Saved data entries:
▶

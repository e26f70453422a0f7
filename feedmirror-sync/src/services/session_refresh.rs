//! Session Refresh Orchestrator
//!
//! Runs token-taking upstream operations under a two-state machine:
//!
//! ```text
//! Fresh ──(Unauthorized + refresh token + policy Once)──> Refreshed
//! ```
//!
//! The transition fires at most once per call. Any other failure is returned
//! untouched. Credentials go in and come back out (possibly rotated); nothing
//! about a session is held between calls.

use std::future::Future;
use std::sync::Arc;

use super::feed_normalizer::normalize;
use super::reconciler::{ReconcileReport, Reconciler};
use crate::credentials::Credentials;
use crate::error::SyncError;
use crate::upstream::UpstreamApi;

/// Whether a call site may spend the refresh token
#[derive(Debug, Clone, Copy, PartialEq, Eq)]
pub enum RefreshPolicy {
    /// Refresh once on `Unauthorized`, then retry the operation once
    Once,
    /// Never refresh; `Unauthorized` is returned as is
    Never,
}

/// Where the state machine ended
#[derive(Debug, Clone, Copy, PartialEq, Eq)]
pub enum RefreshState {
    /// Still on the caller-supplied access token
    Fresh,
    /// A refresh succeeded and the credentials carry the new access token
    Refreshed,
}

/// Result of an operation run under [`SessionRefresher::with_refresh`]
#[derive(Debug)]
pub struct Refreshing<T> {
    /// Best-known credentials: rotated when the refresh succeeded, even if the
    /// retried operation still failed
    pub credentials: Credentials,
    pub state: RefreshState,
    pub result: Result<T, SyncError>,
}

/// Reusable refresh-on-Unauthorized wrapper
#[derive(Clone)]
pub struct SessionRefresher {
    upstream: Arc<dyn UpstreamApi>,
}

impl SessionRefresher {
    pub fn new(upstream: Arc<dyn UpstreamApi>) -> Self {
        Self { upstream }
    }

    /// Run `op` with the session's access token, refreshing per `policy`
    ///
    /// `op` receives the access token to use and may be invoked twice: once
    /// with the original token and, after a successful refresh, once with the
    /// new one.
    pub async fn with_refresh<T, F, Fut>(
        &self,
        credentials: Credentials,
        policy: RefreshPolicy,
        mut op: F,
    ) -> Refreshing<T>
    where
        F: FnMut(String) -> Fut,
        Fut: Future<Output = Result<T, SyncError>>,
    {
        let first = op(credentials.access_token.clone()).await;

        match first {
            Err(SyncError::Unauthorized) if policy == RefreshPolicy::Once => {}
            result => {
                return Refreshing {
                    credentials,
                    state: RefreshState::Fresh,
                    result,
                }
            }
        }

        let Some(refresh_token) = credentials.refresh_token.clone() else {
            tracing::warn!(
                user_id = %credentials.user_id,
                "Upstream rejected access token and no refresh token is available"
            );
            return Refreshing {
                credentials,
                state: RefreshState::Fresh,
                result: Err(SyncError::Unauthorized),
            };
        };

        tracing::warn!(user_id = %credentials.user_id, "Upstream rejected access token, refreshing");

        let refreshed = match self.upstream.refresh_access_token(&refresh_token).await {
            Ok(token) => token,
            Err(e) => {
                tracing::error!(user_id = %credentials.user_id, error = %e, "Access token refresh failed");
                return Refreshing {
                    credentials,
                    state: RefreshState::Fresh,
                    result: Err(e),
                };
            }
        };

        let credentials = credentials.with_access_token(refreshed.access_token);
        tracing::info!(user_id = %credentials.user_id, "Access token rotated");

        let result = op(credentials.access_token.clone()).await;
        if let Err(ref e) = result {
            tracing::warn!(
                user_id = %credentials.user_id,
                error = %e,
                "Upstream call failed again after refresh"
            );
        }

        Refreshing {
            credentials,
            state: RefreshState::Refreshed,
            result,
        }
    }
}

/// Outcome of one feed sync; the pipeline itself never fails
#[derive(Debug)]
pub struct SyncOutcome {
    pub credentials: Credentials,
    pub state: RefreshState,
    pub result: Result<ReconcileReport, SyncError>,
}

impl SyncOutcome {
    /// True when the session artifact must be invalidated
    pub fn requires_relogin(&self) -> bool {
        matches!(&self.result, Err(e) if e.requires_relogin())
    }

    pub fn is_rotated(&self) -> bool {
        self.state == RefreshState::Refreshed
    }
}

/// Fetch → normalize → reconcile, with credential refresh on the fetch
#[derive(Clone)]
pub struct FeedSync {
    upstream: Arc<dyn UpstreamApi>,
    refresher: SessionRefresher,
    reconciler: Reconciler,
}

impl FeedSync {
    pub fn new(upstream: Arc<dyn UpstreamApi>, reconciler: Reconciler) -> Self {
        Self {
            refresher: SessionRefresher::new(Arc::clone(&upstream)),
            upstream,
            reconciler,
        }
    }

    pub fn refresher(&self) -> &SessionRefresher {
        &self.refresher
    }

    /// Sync the session owner's friend feed into storage
    ///
    /// Failures are reported in the outcome, never as `Err`: a failed sync
    /// skips reconciliation and leaves the session usable unless the outcome
    /// says otherwise.
    pub async fn sync_feed(&self, credentials: Credentials, policy: RefreshPolicy) -> SyncOutcome {
        let upstream = Arc::clone(&self.upstream);
        let fetched = self
            .refresher
            .with_refresh(credentials, policy, move |token| {
                let upstream = Arc::clone(&upstream);
                async move { upstream.fetch_feed(&token).await }
            })
            .await;

        let Refreshing {
            credentials,
            state,
            result,
        } = fetched;

        let result = match result {
            Ok(payload) => self.normalize_and_reconcile(&payload, &credentials.user_id).await,
            Err(e) => Err(e),
        };

        if let Err(ref e) = result {
            tracing::warn!(
                user_id = %credentials.user_id,
                error = %e,
                relogin = e.requires_relogin(),
                "Feed sync skipped"
            );
        }

        SyncOutcome {
            credentials,
            state,
            result,
        }
    }

    async fn normalize_and_reconcile(
        &self,
        payload: &crate::upstream::FeedPayload,
        user_id: &str,
    ) -> Result<ReconcileReport, SyncError> {
        let feed = normalize(payload)?;

        if !feed.skipped.is_empty() {
            tracing::warn!(
                user_id,
                skipped = feed.skipped.len(),
                first = %feed.skipped[0],
                "Feed contained unusable posts"
            );
        }

        Ok(self.reconciler.reconcile(&feed.posts, user_id).await?)
    }
}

◀

ABOUT THIS TASK
Copy out the entries in full, exactly as they appear.

EXPECTED OUTPUT
repository e26f70453422a0f7
filename feedmirror-sync/src/services/session_refresh.rs
//! Session Refresh Orchestrator
//!
//! Runs token-taking upstream operations under a two-state machine:
//!
//! ```text
//! Fresh ──(Unauthorized + refresh token + policy Once)──> Refreshed
//! ```
//!
//! The transition fires at most once per call. Any other failure is returned
//! untouched. Credentials go in and come back out (possibly rotated); nothing
//! about a session is held between calls.

use std::future::Future;
use std::sync::Arc;

use super::feed_normalizer::normalize;
use super::reconciler::{ReconcileReport, Reconciler};
use crate::credentials::Credentials;
use crate::error::SyncError;
use crate::upstream::UpstreamApi;

/// Whether a call site may spend the refresh token
#[derive(Debug, Clone, Copy, PartialEq, Eq)]
pub enum RefreshPolicy {
    /// Refresh once on `Unauthorized`, then retry the operation once
    Once,
    /// Never refresh; `Unauthorized` is returned as is
    Never,
}

/// Where the state machine ended
#[derive(Debug, Clone, Copy, PartialEq, Eq)]
pub enum RefreshState {
    /// Still on the caller-supplied access token
    Fresh,
    /// A refresh succeeded and the credentials carry the new access token
    Refreshed,
}

/// Result of an operation run under [`SessionRefresher::with_refresh`]
#[derive(Debug)]
pub struct Refreshing<T> {
    /// Best-known credentials: rotated when the refresh succeeded, even if the
    /// retried operation still failed
    pub credentials: Credentials,
    pub state: RefreshState,
    pub result: Result<T, SyncError>,
}

/// Reusable refresh-on-Unauthorized wrapper
#[derive(Clone)]
pub struct SessionRefresher {
    upstream: Arc<dyn UpstreamApi>,
}

impl SessionRefresher {
    pub fn new(upstream: Arc<dyn UpstreamApi>) -> Self {
        Self { upstream }
    }

    /// Run `op` with the session's access token, refreshing per `policy`
    ///
    /// `op` receives the access token to use and may be invoked twice: once
    /// with the original token and, after a successful refresh, once with the
    /// new one.
    pub async fn with_refresh<T, F, Fut>(
        &self,
        credentials: Credentials,
        policy: RefreshPolicy,
        mut op: F,
    ) -> Refreshing<T>
    where
        F: FnMut(String) -> Fut,
        Fut: Future<Output = Result<T, SyncError>>,
    {
        let first = op(credentials.access_token.clone()).await;

        match first {
            Err(SyncError::Unauthorized) if policy == RefreshPolicy::Once => {}
            result => {
                return Refreshing {
                    credentials,
                    state: RefreshState::Fresh,
                    result,
                }
            }
        }

        let Some(refresh_token) = credentials.refresh_token.clone() else {
            tracing::warn!(
                user_id = %credentials.user_id,
                "Upstream rejected access token and no refresh token is available"
            );
            return Refreshing {
                credentials,
                state: RefreshState::Fresh,
                result: Err(SyncError::Unauthorized),
            };
        };

        tracing::warn!(user_id = %credentials.user_id, "Upstream rejected access token, refreshing");

        let refreshed = match self.upstream.refresh_access_token(&refresh_token).await {
            Ok(token) => token,
            Err(e) => {
                tracing::error!(user_id = %credentials.user_id, error = %e, "Access token refresh failed");
                return Refreshing {
                    credentials,
                    state: RefreshState::Fresh,
                    result: Err(e),
                };
            }
        };

        let credentials = credentials.with_access_token(refreshed.access_token);
        tracing::info!(user_id = %credentials.user_id, "Access token rotated");

        let result = op(credentials.access_token.clone()).await;
        if let Err(ref e) = result {
            tracing::warn!(
                user_id = %credentials.user_id,
                error = %e,
                "Upstream call failed again after refresh"
            );
        }

        Refreshing {
            credentials,
            state: RefreshState::Refreshed,
            result,
        }
    }
}

/// Outcome of one feed sync; the pipeline itself never fails
#[derive(Debug)]
pub struct SyncOutcome {
    pub credentials: Credentials,
    pub state: RefreshState,
    pub result: Result<ReconcileReport, SyncError>,
}

impl SyncOutcome {
    /// True when the session artifact must be invalidated
    pub fn requires_relogin(&self) -> bool {
        matches!(&self.result, Err(e) if e.requires_relogin())
    }

    pub fn is_rotated(&self) -> bool {
        self.state == RefreshState::Refreshed
    }
}

/// Fetch → normalize → reconcile, with credential refresh on the fetch
#[derive(Clone)]
pub struct FeedSync {
    upstream: Arc<dyn UpstreamApi>,
    refresher: SessionRefresher,
    reconciler: Reconciler,
}

impl FeedSync {
    pub fn new(upstream: Arc<dyn UpstreamApi>, reconciler: Reconciler) -> Self {
        Self {
            refresher: SessionRefresher::new(Arc::clone(&upstream)),
            upstream,
            reconciler,
        }
    }

    pub fn refresher(&self) -> &SessionRefresher {
        &self.refresher
    }

    /// Sync the session owner's friend feed into storage
    ///
    /// Failures are reported in the outcome, never as `Err`: a failed sync
    /// skips reconciliation and leaves the session usable unless the outcome
    /// says otherwise.
    pub async fn sync_feed(&self, credentials: Credentials, policy: RefreshPolicy) -> SyncOutcome {
        let upstream = Arc::clone(&self.upstream);
        let fetched = self
            .refresher
            .with_refresh(credentials, policy, move |token| {
                let upstream = Arc::clone(&upstream);
                async move { upstream.fetch_feed(&token).await }
            })
            .await;

        let Refreshing {
            credentials,
            state,
            result,
        } = fetched;

        let result = match result {
            Ok(payload) => self.normalize_and_reconcile(&payload, &credentials.user_id).await,
            Err(e) => Err(e),
        };

        if let Err(ref e) = result {
            tracing::warn!(
                user_id = %credentials.user_id,
                error = %e,
                relogin = e.requires_relogin(),
                "Feed sync skipped"
            );
        }

        SyncOutcome {
            credentials,
            state,
            result,
        }
    }

    async fn normalize_and_reconcile(
        &self,
        payload: &crate::upstream::FeedPayload,
        user_id: &str,
    ) -> Result<ReconcileReport, SyncError> {
        let feed = normalize(payload)?;

        if !feed.skipped.is_empty() {
            tracing::warn!(
                user_id,
                skipped = feed.skipped.len(),
                first = %feed.skipped[0],
                "Feed contained unusable posts"
            );
        }

        Ok(self.reconciler.reconcile(&feed.posts, user_id).await?)
    }
}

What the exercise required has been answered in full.